## [EXERCISE DIRECTIONS]
The lines to copy from the data below are those that hold the string "format".
——
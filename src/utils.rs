use std::{collections::HashSet, hash::Hash};

use base64::{Engine, engine::general_purpose::URL_SAFE_NO_PAD};
use chrono::{DateTime, Duration, Utc};
use rand::{Rng, distr::Alphanumeric};
use sha2::{Digest, Sha256};

use crate::{Res, types::PlayEvent};

/// Maximum number of items the playlist endpoints accept per call.
pub const PLAYLIST_BATCH_SIZE: usize = 100;

pub fn generate_code_verifier() -> String {
    rand::rng()
        .sample_iter(&Alphanumeric)
        .take(128)
        .map(char::from)
        .collect()
}

pub fn generate_code_challenge(verifier: &str) -> String {
    let hash = Sha256::digest(verifier.as_bytes());
    URL_SAFE_NO_PAD.encode(hash)
}

/// Start of the history window ending at `now`.
///
/// Fails instead of panicking when the window reaches before the earliest
/// representable date.
pub fn window_start(now: DateTime<Utc>, window_hours: u32) -> Res<DateTime<Utc>> {
    now.checked_sub_signed(Duration::hours(window_hours as i64))
        .ok_or_else(|| format!("History window of {window_hours}h is out of range").into())
}

/// Start of the history window as epoch milliseconds.
pub fn window_start_ms(now: DateTime<Utc>, window_hours: u32) -> Res<i64> {
    Ok(window_start(now, window_hours)?.timestamp_millis())
}

/// Field-scoped catalog query for a play event. Both fields pass through verbatim.
pub fn search_query(event: &PlayEvent) -> String {
    format!("artist:{} track:{}", event.artist, event.title)
}

/// Removes duplicates, keeping the first occurrence of each item in place.
pub fn dedup_preserving_order<T>(items: &mut Vec<T>)
where
    T: Eq + Hash + Clone,
{
    let mut seen = HashSet::new();
    items.retain(|item| seen.insert(item.clone()));
}

/// Splits items into playlist-sized batches. The first batch replaces, the rest append.
pub fn playlist_batches<T>(items: &[T]) -> std::slice::Chunks<'_, T> {
    items.chunks(PLAYLIST_BATCH_SIZE)
}
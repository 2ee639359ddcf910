use reqwest::Client;

use crate::config;

/// Authenticated handle on the Spotify Web API.
///
/// Holds the API base URL and a bearer token that is valid for the duration
/// of one run. Endpoint groups live in sibling modules (`search`, `playlist`).
#[derive(Debug, Clone)]
pub struct SpotifyClient {
    pub(crate) client: Client,
    api_url: String,
    token: String,
}

impl SpotifyClient {
    pub fn new(api_url: impl Into<String>, token: impl Into<String>) -> Self {
        Self {
            client: Client::new(),
            api_url: api_url.into().trim_end_matches('/').to_string(),
            token: token.into(),
        }
    }

    /// Client for the configured `SPOTIFY_API_URL`.
    pub fn from_env(token: impl Into<String>) -> Self {
        Self::new(config::spotify_apiurl(), token)
    }

    pub fn api_url(&self) -> &str {
        &self.api_url
    }

    pub(crate) fn url(&self, path: &str) -> String {
        format!("{}{}", self.api_url, path)
    }

    pub(crate) fn token(&self) -> &str {
        &self.token
    }
}
mod auth;
mod playlist;
mod resolver;

pub use auth::TokenManager;
pub use playlist::PlaylistManager;
pub use resolver::resolve_track_refs;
——
## [REPLY TO THE TASK]
        .ok_or_else(|| format!("History window of {window_hours}h is out of range").into())
    format!("artist:{} track:{}", event.artist, event.title)
        format!("{}{}", self.api_url, path)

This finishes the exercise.